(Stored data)
»»
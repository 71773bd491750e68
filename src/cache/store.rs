//! TTL cache storage.

use std::future::Future;
use std::sync::{Arc, RwLock};
use std::time::Duration;

use dashmap::DashMap;
use lru::LruCache;
use metrics::counter;
use tokio::sync::Mutex as AsyncMutex;
use tokio::time::Instant;

use super::config::CacheConfig;
use super::lock::{rw_read, rw_write};

const SOURCE: &str = "cache::store";

struct CacheEntry<V> {
    value: V,
    stored_at: Instant,
}

impl<V> CacheEntry<V> {
    fn is_fresh(&self, now: Instant, ttl: Duration) -> bool {
        now.saturating_duration_since(self.stored_at) < ttl
    }
}

/// LRU-bounded map whose entries expire a fixed time after they are stored.
///
/// Expired entries are dropped lazily on read and are never handed out, not
/// even when a refresh fails. Misses on the same key are serialized through a
/// per-key async lock, so a burst of requests for one cold key runs `fetch`
/// once and the rest read the stored result.
pub struct TtlCache<V> {
    name: &'static str,
    ttl: Duration,
    entries: RwLock<LruCache<String, CacheEntry<V>>>,
    inflight: DashMap<String, Arc<AsyncMutex<()>>>,
}

impl<V> TtlCache<V>
where
    V: Clone + Send + Sync,
{
    /// `name` labels the cache's metrics; `ttl` is the default lifetime.
    pub fn new(name: &'static str, ttl: Duration, config: &CacheConfig) -> Self {
        Self {
            name,
            ttl,
            entries: RwLock::new(LruCache::new(config.max_entries_non_zero())),
            inflight: DashMap::new(),
        }
    }

    /// Return the stored value for `key` if it is younger than `ttl`.
    pub fn get_fresh(&self, key: &str, ttl: Duration) -> Option<V> {
        let now = Instant::now();
        let mut entries = rw_write(&self.entries, SOURCE, "get_fresh");
        let fresh = match entries.get(key) {
            Some(entry) if entry.is_fresh(now, ttl) => Some(entry.value.clone()),
            Some(_) => None,
            None => return None,
        };
        if fresh.is_none() {
            entries.pop(key);
            counter!("uidir_cache_expired_total", "cache" => self.name).increment(1);
        }
        fresh
    }

    pub fn get(&self, key: &str) -> Option<V> {
        self.get_fresh(key, self.ttl)
    }

    /// Store `value` under `key`, replacing any previous entry.
    pub fn insert(&self, key: impl Into<String>, value: V) {
        let key = key.into();
        let entry = CacheEntry {
            value,
            stored_at: Instant::now(),
        };
        let evicted = rw_write(&self.entries, SOURCE, "insert").push(key.clone(), entry);
        counter!("uidir_cache_store_total", "cache" => self.name).increment(1);
        if let Some((evicted_key, _)) = evicted {
            if evicted_key != key {
                counter!("uidir_cache_evict_total", "cache" => self.name).increment(1);
            }
        }
    }

    pub async fn get_or_fetch<F, Fut, E>(&self, key: &str, fetch: F) -> Result<V, E>
    where
        F: FnOnce() -> Fut,
        Fut: Future<Output = Result<V, E>>,
    {
        self.get_or_fetch_with_ttl(key, self.ttl, fetch).await
    }

    /// Serve a fresh entry or run `fetch` and store its success.
    ///
    /// A failed fetch writes nothing and leaves any previous entry in place
    /// for the next caller to expire.
    pub async fn get_or_fetch_with_ttl<F, Fut, E>(
        &self,
        key: &str,
        ttl: Duration,
        fetch: F,
    ) -> Result<V, E>
    where
        F: FnOnce() -> Fut,
        Fut: Future<Output = Result<V, E>>,
    {
        if ttl.is_zero() {
            return fetch().await;
        }

        if let Some(value) = self.get_fresh(key, ttl) {
            counter!("uidir_cache_hit_total", "cache" => self.name).increment(1);
            return Ok(value);
        }

        let gate = self
            .inflight
            .entry(key.to_string())
            .or_insert_with(|| Arc::new(AsyncMutex::new(())))
            .clone();
        let guard = gate.lock().await;

        // Another caller may have filled the entry while we waited.
        if let Some(value) = self.get_fresh(key, ttl) {
            drop(guard);
            self.release_gate(key, gate);
            counter!("uidir_cache_hit_total", "cache" => self.name).increment(1);
            return Ok(value);
        }

        counter!("uidir_cache_miss_total", "cache" => self.name).increment(1);
        let result = fetch().await;
        if let Ok(value) = &result {
            self.insert(key, value.clone());
        }

        drop(guard);
        self.release_gate(key, gate);
        result
    }

    fn release_gate(&self, key: &str, gate: Arc<AsyncMutex<()>>) {
        drop(gate);
        // Only the map still holds the gate once no caller is queued on it.
        self.inflight
            .remove_if(key, |_, current| Arc::strong_count(current) == 1);
    }

    /// Remove exactly `key`; returns whether an entry was present.
    pub fn remove(&self, key: &str) -> bool {
        let removed = rw_write(&self.entries, SOURCE, "remove").pop(key).is_some();
        if removed {
            counter!("uidir_cache_invalidate_total", "cache" => self.name).increment(1);
        }
        removed
    }

    /// Remove every entry whose key starts with `prefix`; returns how many were dropped.
    pub fn invalidate(&self, prefix: &str) -> usize {
        let mut entries = rw_write(&self.entries, SOURCE, "invalidate");
        let doomed: Vec<String> = entries
            .iter()
            .filter(|(key, _)| key.starts_with(prefix))
            .map(|(key, _)| key.clone())
            .collect();
        for key in &doomed {
            entries.pop(key);
        }
        drop(entries);

        if !doomed.is_empty() {
            counter!("uidir_cache_invalidate_total", "cache" => self.name)
                .increment(doomed.len() as u64);
        }
        doomed.len()
    }

    pub fn invalidate_all(&self) -> usize {
        let mut entries = rw_write(&self.entries, SOURCE, "invalidate_all");
        let dropped = entries.len();
        entries.clear();
        drop(entries);

        if dropped > 0 {
            counter!("uidir_cache_invalidate_total", "cache" => self.name)
                .increment(dropped as u64);
        }
        dropped
    }

    /// Keys currently held, fresh or not, most recently used first.
    pub fn keys(&self) -> Vec<String> {
        rw_read(&self.entries, SOURCE, "keys")
            .iter()
            .map(|(key, _)| key.clone())
            .collect()
    }

    pub fn len(&self) -> usize {
        rw_read(&self.entries, SOURCE, "len").len()
    }

    pub fn is_empty(&self) -> bool {
        self.len() == 0
    }
}
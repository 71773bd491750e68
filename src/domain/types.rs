//! Shared domain enumerations and validated value types.

use std::fmt;

use serde::{Deserialize, Serialize};

pub use uidir_api_types::{SortBy, SortDirection};

use super::error::DomainError;

const PACKAGE_NAME_MAX_LEN: usize = 214;

/// Column a library listing is ordered by.
#[derive(Debug, Clone, Copy, PartialEq, Eq, Hash)]
pub enum SortColumn {
    GithubStars,
    LastUpdate,
    TotalComponents,
    NpmDownloads,
    Name,
}

impl SortColumn {
    pub fn as_sql(self) -> &'static str {
        match self {
            SortColumn::GithubStars => "github_stars",
            SortColumn::LastUpdate => "last_update",
            SortColumn::TotalComponents => "total_components",
            SortColumn::NpmDownloads => "npm_downloads",
            SortColumn::Name => "name",
        }
    }
}

/// Resolved ordering for a listing query.
#[derive(Debug, Clone, Copy, PartialEq, Eq, Hash)]
pub struct SortSpec {
    pub column: SortColumn,
    pub direction: SortDirection,
}

impl SortSpec {
    pub fn new(column: SortColumn, direction: SortDirection) -> Self {
        Self { column, direction }
    }
}

impl From<SortBy> for SortSpec {
    fn from(sort: SortBy) -> Self {
        match sort {
            SortBy::Popular => SortSpec::new(SortColumn::GithubStars, SortDirection::Desc),
            SortBy::Latest => SortSpec::new(SortColumn::LastUpdate, SortDirection::Desc),
            SortBy::Components => SortSpec::new(SortColumn::TotalComponents, SortDirection::Desc),
            SortBy::Downloads => SortSpec::new(SortColumn::NpmDownloads, SortDirection::Desc),
            SortBy::Name => SortSpec::new(SortColumn::Name, SortDirection::Asc),
        }
    }
}

/// Trailing window sizes used by the stats panels.
#[derive(Debug, Clone, Copy, PartialEq, Eq, Hash, Default, Serialize, Deserialize)]
#[serde(try_from = "u32", into = "u32")]
pub enum StatsWindow {
    #[default]
    TwoWeeks,
    Month,
}

impl StatsWindow {
    pub fn days(self) -> u32 {
        match self {
            StatsWindow::TwoWeeks => 14,
            StatsWindow::Month => 30,
        }
    }
}

impl TryFrom<u32> for StatsWindow {
    type Error = DomainError;

    fn try_from(days: u32) -> Result<Self, Self::Error> {
        match days {
            14 => Ok(StatsWindow::TwoWeeks),
            30 => Ok(StatsWindow::Month),
            other => Err(DomainError::validation(format!(
                "stats window must be 14 or 30 days, got {other}"
            ))),
        }
    }
}

impl From<StatsWindow> for u32 {
    fn from(window: StatsWindow) -> Self {
        window.days()
    }
}

/// A registry package name, optionally scoped (`@scope/name`).
#[derive(Debug, Clone, PartialEq, Eq, Hash, Serialize)]
#[serde(transparent)]
pub struct PackageName(String);

impl PackageName {
    pub fn parse(raw: &str) -> Result<Self, DomainError> {
        let name = raw.trim();
        if name.is_empty() || name.len() > PACKAGE_NAME_MAX_LEN {
            return Err(DomainError::invalid_package(name));
        }

        let bare = match name.strip_prefix('@') {
            Some(scoped) => {
                let (scope, rest) = scoped
                    .split_once('/')
                    .ok_or_else(|| DomainError::invalid_package(name))?;
                if !is_name_segment(scope) {
                    return Err(DomainError::invalid_package(name));
                }
                rest
            }
            None => name,
        };

        if !is_name_segment(bare) || bare.starts_with('.') || bare.starts_with('_') {
            return Err(DomainError::invalid_package(name));
        }

        Ok(Self(name.to_string()))
    }

    pub fn as_str(&self) -> &str {
        &self.0
    }

    /// Path segment form used by the registry document endpoint.
    pub fn encoded(&self) -> String {
        self.0.replace('/', "%2F")
    }
}

impl fmt::Display for PackageName {
    fn fmt(&self, f: &mut fmt::Formatter<'_>) -> fmt::Result {
        f.write_str(&self.0)
    }
}

fn is_name_segment(segment: &str) -> bool {
    !segment.is_empty()
        && segment.chars().all(|ch| {
            ch.is_ascii_lowercase()
                || ch.is_ascii_digit()
                || matches!(ch, '-' | '.' | '_' | '~')
        })
}
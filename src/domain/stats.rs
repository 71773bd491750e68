//! Download-series arithmetic used by the stats panels.
//!
//! Series are ordered oldest-first and are never deduplicated here; callers
//! decide how many trailing partial days to drop before display.

use time::{Date, Duration, OffsetDateTime};
use uidir_api_types::{DailyDownloads, PackageDetails, StatsPanel};

/// Growth of the second half over the first half required to flag a package as trending.
pub const TRENDING_THRESHOLD: f64 = 0.15;
/// Shorter series never count as trending.
pub const TRENDING_MIN_DAYS: usize = 7;
/// Most recent days the registry may still be backfilling.
pub const PARTIAL_TAIL_DAYS: usize = 2;
/// Days shown by a stats panel.
pub const PANEL_DAYS: usize = 7;

/// Inclusive day range ending yesterday, so no partial day is requested.
#[derive(Debug, Clone, Copy, PartialEq, Eq)]
pub struct DownloadWindow {
    pub start: Date,
    pub end: Date,
}

impl DownloadWindow {
    pub fn ending_yesterday(today: Date, window_days: u32) -> Self {
        let end = today - Duration::days(1);
        let start = end - Duration::days(i64::from(window_days));
        Self { start, end }
    }

    pub fn current(window_days: u32) -> Self {
        Self::ending_yesterday(OffsetDateTime::now_utc().date(), window_days)
    }

    /// `start:end` segment of the registry range endpoint.
    pub fn range_segment(&self) -> String {
        format!("{}:{}", iso_day(self.start), iso_day(self.end))
    }

    /// Days of `series` that fall inside this window, or `None` when the
    /// series starts after the window does.
    pub fn slice<'a>(&self, series: &'a [DailyDownloads]) -> Option<&'a [DailyDownloads]> {
        let first = series.first()?;
        if first.day > self.start {
            return None;
        }
        let from = series.partition_point(|day| day.day < self.start);
        let to = series.partition_point(|day| day.day <= self.end);
        Some(&series[from..to.max(from)])
    }
}

fn iso_day(date: Date) -> String {
    format!(
        "{:04}-{:02}-{:02}",
        date.year(),
        u8::from(date.month()),
        date.day()
    )
}

pub fn total_downloads(series: &[DailyDownloads]) -> u64 {
    series
        .iter()
        .fold(0u64, |acc, day| acc.saturating_add(day.downloads))
}

/// Compare mean downloads of the two halves of `series`.
pub fn is_trending(series: &[DailyDownloads]) -> bool {
    if series.len() < TRENDING_MIN_DAYS {
        return false;
    }

    let (first, second) = series.split_at(series.len() / 2);
    let first_mean = mean(first);
    let second_mean = mean(second);

    if first_mean == 0.0 {
        return second_mean > 0.0;
    }

    (second_mean - first_mean) / first_mean >= TRENDING_THRESHOLD
}

fn mean(series: &[DailyDownloads]) -> f64 {
    if series.is_empty() {
        return 0.0;
    }
    total_downloads(series) as f64 / series.len() as f64
}

/// Drop the `days` most recent entries.
pub fn trim_tail(series: &[DailyDownloads], days: usize) -> &[DailyDownloads] {
    &series[..series.len().saturating_sub(days)]
}

/// Keep only the `days` most recent entries.
pub fn last_days(series: &[DailyDownloads], days: usize) -> &[DailyDownloads] {
    &series[series.len().saturating_sub(days)..]
}

/// Compact human rendering: `1.2M`, `3.4k`, `999`.
pub fn format_downloads(count: u64) -> String {
    if count >= 1_000_000 {
        format!("{:.1}M", count as f64 / 1_000_000.0)
    } else if count >= 1_000 {
        format!("{:.1}k", count as f64 / 1_000.0)
    } else {
        count.to_string()
    }
}

/// Assemble the panel shown next to an entity: the settled last week plus totals.
pub fn build_panel(
    package: &str,
    window_days: u32,
    series: &[DailyDownloads],
    details: Option<PackageDetails>,
) -> StatsPanel {
    let settled = trim_tail(series, PARTIAL_TAIL_DAYS);
    let shown = last_days(settled, PANEL_DAYS).to_vec();
    let total = total_downloads(&shown);

    StatsPanel {
        package: package.to_string(),
        window_days,
        total_display: format_downloads(total),
        total_downloads: total,
        trending: is_trending(series),
        downloads: shown,
        details,
    }
}

/// Panel used when nothing could be fetched for a package.
pub fn empty_panel(package: &str, window_days: u32) -> StatsPanel {
    build_panel(package, window_days, &[], None)
}
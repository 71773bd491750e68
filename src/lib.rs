//! uidir: a directory service for UI component libraries.
//!
//! Listings and details come from Postgres through retry-wrapped repositories
//! and short-lived in-memory caches; per-package registry statistics are
//! cached in memory and in a durable table; a bearer-protected endpoint fans
//! revalidation out to the hosting platform's purge backend.

pub mod application;
pub mod cache;
pub mod config;
pub mod domain;
pub mod infra;
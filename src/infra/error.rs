use thiserror::Error;

#[derive(Debug, Error)]
pub enum InfraError {
    #[error("io error: {0}")]
    Io(#[from] std::io::Error),
    #[error("database error: {message}")]
    Database { message: String },
    #[error("telemetry initialization failed: {0}")]
    Telemetry(String),
    #[error("configuration error: {message}")]
    Configuration { message: String },
    #[error("http client error: {message}")]
    Http { message: String },
}

impl InfraError {
    pub fn database(message: impl Into<String>) -> Self {
        Self::Database {
            message: message.into(),
        }
    }

    pub fn configuration(message: impl Into<String>) -> Self {
        Self::Configuration {
            message: message.into(),
        }
    }

    pub fn telemetry(message: impl Into<String>) -> Self {
        Self::Telemetry(message.into())
    }

    pub fn http(message: impl Into<String>) -> Self {
        Self::Http {
            message: message.into(),
        }
    }
}
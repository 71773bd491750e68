use crate::application::error::ErrorReport;
use axum::Json;
use axum::http::StatusCode;
use axum::response::{IntoResponse, Response};
use serde::Serialize;

#[derive(Debug, Serialize)]
pub struct ApiErrorBody {
    pub error: ApiErrorMessage,
}

pub mod codes {
    pub const BAD_REQUEST: &str = "bad_request";
    pub const UNAUTHORIZED: &str = "unauthorized";
    pub const NOT_FOUND: &str = "not_found";
    pub const METHOD_NOT_ALLOWED: &str = "method_not_allowed";
    pub const INVALID_INPUT: &str = "invalid_input";
    pub const INVALID_RANGE: &str = "invalid_range";
    pub const INVALID_PACKAGE: &str = "invalid_package";
    pub const INVALID_PATHS: &str = "invalid_paths";
    pub const DB_TIMEOUT: &str = "db_timeout";
    pub const UNAVAILABLE: &str = "unavailable";
    pub const REPO: &str = "repo_error";
    pub const CONFIGURATION: &str = "configuration_error";
}

#[derive(Debug, Serialize)]
pub struct ApiErrorMessage {
    pub code: String,
    pub message: String,
    #[serde(skip_serializing_if = "Option::is_none")]
    pub hint: Option<String>,
}

#[derive(Debug)]
pub struct ApiError {
    status: StatusCode,
    code: &'static str,
    message: &'static str,
    hint: Option<String>,
    detail: Option<String>,
}

impl ApiError {
    pub fn new(
        status: StatusCode,
        code: &'static str,
        message: &'static str,
        hint: Option<String>,
    ) -> Self {
        Self {
            status,
            code,
            message,
            hint,
            detail: None,
        }
    }

    /// Server-side detail that is logged but never sent to the client.
    pub fn with_detail(mut self, detail: impl Into<String>) -> Self {
        self.detail = Some(detail.into());
        self
    }

    pub fn bad_request(message: &'static str, hint: Option<String>) -> Self {
        Self::new(StatusCode::BAD_REQUEST, codes::BAD_REQUEST, message, hint)
    }

    pub fn unauthorized() -> Self {
        Self::new(
            StatusCode::UNAUTHORIZED,
            codes::UNAUTHORIZED,
            "Unauthorized",
            None,
        )
    }

    pub fn not_found(message: &'static str, hint: Option<String>) -> Self {
        Self::new(StatusCode::NOT_FOUND, codes::NOT_FOUND, message, hint)
    }

    pub fn status(&self) -> StatusCode {
        self.status
    }
}

impl IntoResponse for ApiError {
    fn into_response(self) -> Response {
        let logged = self
            .detail
            .clone()
            .or_else(|| self.hint.clone())
            .unwrap_or_else(|| self.message.to_string());
        let body = ApiErrorBody {
            error: ApiErrorMessage {
                code: self.code.to_string(),
                message: self.message.to_string(),
                hint: self.hint,
            },
        };
        let mut response = (self.status, Json(body)).into_response();
        // Picked up by the response-logging middleware.
        ErrorReport::from_message(
            "infra::http::api",
            self.status,
            format!("{}: {logged}", self.code),
        )
        .attach(&mut response);
        response
    }
}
««
§ **Problem to solve**
Search the entries for the word "dropped". Copy every line where it occurs.

§ **Reply**
/// Expired entries are dropped lazily on read and are never handed out, not
    /// Remove every entry whose key starts with `prefix`; returns how many were dropped.
        let dropped = entries.len();
        if dropped > 0 {
                .increment(dropped as u64);
        dropped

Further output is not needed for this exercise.